::: Data for review

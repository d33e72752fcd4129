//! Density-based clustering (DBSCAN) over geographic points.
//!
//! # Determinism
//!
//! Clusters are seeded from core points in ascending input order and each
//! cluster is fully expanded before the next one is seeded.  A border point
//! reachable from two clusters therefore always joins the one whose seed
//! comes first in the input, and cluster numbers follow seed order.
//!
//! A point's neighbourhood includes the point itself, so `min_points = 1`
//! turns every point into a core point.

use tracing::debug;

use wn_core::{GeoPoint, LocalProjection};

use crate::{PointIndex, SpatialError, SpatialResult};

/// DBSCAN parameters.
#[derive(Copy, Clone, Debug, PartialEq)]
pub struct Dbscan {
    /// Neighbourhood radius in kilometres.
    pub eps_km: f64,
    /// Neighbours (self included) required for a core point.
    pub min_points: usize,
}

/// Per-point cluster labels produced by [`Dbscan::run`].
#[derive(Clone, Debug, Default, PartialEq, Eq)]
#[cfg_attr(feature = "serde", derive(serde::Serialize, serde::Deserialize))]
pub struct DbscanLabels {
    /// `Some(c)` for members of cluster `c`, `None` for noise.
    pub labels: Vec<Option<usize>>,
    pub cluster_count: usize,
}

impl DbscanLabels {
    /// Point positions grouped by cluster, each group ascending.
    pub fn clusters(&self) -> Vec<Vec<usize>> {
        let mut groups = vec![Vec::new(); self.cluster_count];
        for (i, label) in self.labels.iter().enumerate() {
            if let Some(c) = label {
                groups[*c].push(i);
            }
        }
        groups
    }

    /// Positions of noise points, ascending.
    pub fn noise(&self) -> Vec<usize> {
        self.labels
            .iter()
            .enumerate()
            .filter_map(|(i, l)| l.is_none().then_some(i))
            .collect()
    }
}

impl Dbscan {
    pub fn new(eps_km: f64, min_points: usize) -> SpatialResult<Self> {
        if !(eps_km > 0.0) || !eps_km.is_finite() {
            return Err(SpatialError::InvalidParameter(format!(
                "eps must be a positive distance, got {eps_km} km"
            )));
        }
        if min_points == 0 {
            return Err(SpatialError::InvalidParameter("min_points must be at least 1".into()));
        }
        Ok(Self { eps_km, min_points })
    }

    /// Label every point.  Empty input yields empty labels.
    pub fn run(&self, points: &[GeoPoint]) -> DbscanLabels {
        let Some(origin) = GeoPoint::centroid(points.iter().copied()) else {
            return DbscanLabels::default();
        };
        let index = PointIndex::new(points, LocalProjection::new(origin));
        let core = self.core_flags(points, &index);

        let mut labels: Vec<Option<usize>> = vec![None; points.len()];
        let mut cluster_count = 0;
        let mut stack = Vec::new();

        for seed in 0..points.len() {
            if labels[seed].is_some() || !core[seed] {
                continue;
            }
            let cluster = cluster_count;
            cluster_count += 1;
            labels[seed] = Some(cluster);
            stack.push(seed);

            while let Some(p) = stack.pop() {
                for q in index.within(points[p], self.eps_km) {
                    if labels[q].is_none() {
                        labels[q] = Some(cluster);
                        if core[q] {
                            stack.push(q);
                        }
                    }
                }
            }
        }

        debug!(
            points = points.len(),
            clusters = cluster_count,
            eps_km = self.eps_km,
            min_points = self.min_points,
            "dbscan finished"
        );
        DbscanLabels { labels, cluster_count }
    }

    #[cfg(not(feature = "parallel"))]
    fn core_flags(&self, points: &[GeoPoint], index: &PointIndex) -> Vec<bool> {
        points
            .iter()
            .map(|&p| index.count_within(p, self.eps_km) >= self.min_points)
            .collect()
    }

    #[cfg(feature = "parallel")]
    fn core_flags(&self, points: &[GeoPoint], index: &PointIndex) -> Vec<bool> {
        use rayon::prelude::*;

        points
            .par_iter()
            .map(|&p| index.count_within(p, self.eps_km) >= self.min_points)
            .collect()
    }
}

::::::

## What needs to be done
Copy the data once more. Leave nothing out.

## Answer section
repository d33e72752fcd4129
//! Density-based clustering (DBSCAN) over geographic points.
//!
//! # Determinism
//!
//! Clusters are seeded from core points in ascending input order and each
//! cluster is fully expanded before the next one is seeded.  A border point
//! reachable from two clusters therefore always joins the one whose seed
//! comes first in the input, and cluster numbers follow seed order.
//!
//! A point's neighbourhood includes the point itself, so `min_points = 1`
//! turns every point into a core point.

use tracing::debug;

use wn_core::{GeoPoint, LocalProjection};

use crate::{PointIndex, SpatialError, SpatialResult};

/// DBSCAN parameters.
#[derive(Copy, Clone, Debug, PartialEq)]
pub struct Dbscan {
    /// Neighbourhood radius in kilometres.
    pub eps_km: f64,
    /// Neighbours (self included) required for a core point.
    pub min_points: usize,
}

/// Per-point cluster labels produced by [`Dbscan::run`].
#[derive(Clone, Debug, Default, PartialEq, Eq)]
#[cfg_attr(feature = "serde", derive(serde::Serialize, serde::Deserialize))]
pub struct DbscanLabels {
    /// `Some(c)` for members of cluster `c`, `None` for noise.
    pub labels: Vec<Option<usize>>,
    pub cluster_count: usize,
}

impl DbscanLabels {
    /// Point positions grouped by cluster, each group ascending.
    pub fn clusters(&self) -> Vec<Vec<usize>> {
        let mut groups = vec![Vec::new(); self.cluster_count];
        for (i, label) in self.labels.iter().enumerate() {
            if let Some(c) = label {
                groups[*c].push(i);
            }
        }
        groups
    }

    /// Positions of noise points, ascending.
    pub fn noise(&self) -> Vec<usize> {
        self.labels
            .iter()
            .enumerate()
            .filter_map(|(i, l)| l.is_none().then_some(i))
            .collect()
    }
}

impl Dbscan {
    pub fn new(eps_km: f64, min_points: usize) -> SpatialResult<Self> {
        if !(eps_km > 0.0) || !eps_km.is_finite() {
            return Err(SpatialError::InvalidParameter(format!(
                "eps must be a positive distance, got {eps_km} km"
            )));
        }
        if min_points == 0 {
            return Err(SpatialError::InvalidParameter("min_points must be at least 1".into()));
        }
        Ok(Self { eps_km, min_points })
    }

    /// Label every point.  Empty input yields empty labels.
    pub fn run(&self, points: &[GeoPoint]) -> DbscanLabels {
        let Some(origin) = GeoPoint::centroid(points.iter().copied()) else {
            return DbscanLabels::default();
        };
        let index = PointIndex::new(points, LocalProjection::new(origin));
        let core = self.core_flags(points, &index);

        let mut labels: Vec<Option<usize>> = vec![None; points.len()];
        let mut cluster_count = 0;
        let mut stack = Vec::new();

        for seed in 0..points.len() {
            if labels[seed].is_some() || !core[seed] {
                continue;
            }
            let cluster = cluster_count;
            cluster_count += 1;
            labels[seed] = Some(cluster);
            stack.push(seed);

            while let Some(p) = stack.pop() {
                for q in index.within(points[p], self.eps_km) {
                    if labels[q].is_none() {
                        labels[q] = Some(cluster);
                        if core[q] {
                            stack.push(q);
                        }
                    }
                }
            }
        }

        debug!(
            points = points.len(),
            clusters = cluster_count,
            eps_km = self.eps_km,
            min_points = self.min_points,
            "dbscan finished"
        );
        DbscanLabels { labels, cluster_count }
    }

    #[cfg(not(feature = "parallel"))]
    fn core_flags(&self, points: &[GeoPoint], index: &PointIndex) -> Vec<bool> {
        points
            .iter()
            .map(|&p| index.count_within(p, self.eps_km) >= self.min_points)
            .collect()
    }

    #[cfg(feature = "parallel")]
    fn core_flags(&self, points: &[GeoPoint], index: &PointIndex) -> Vec<bool> {
        use rayon::prelude::*;

        points
            .par_iter()
            .map(|&p| index.count_within(p, self.eps_km) >= self.min_points)
            .collect()
    }
}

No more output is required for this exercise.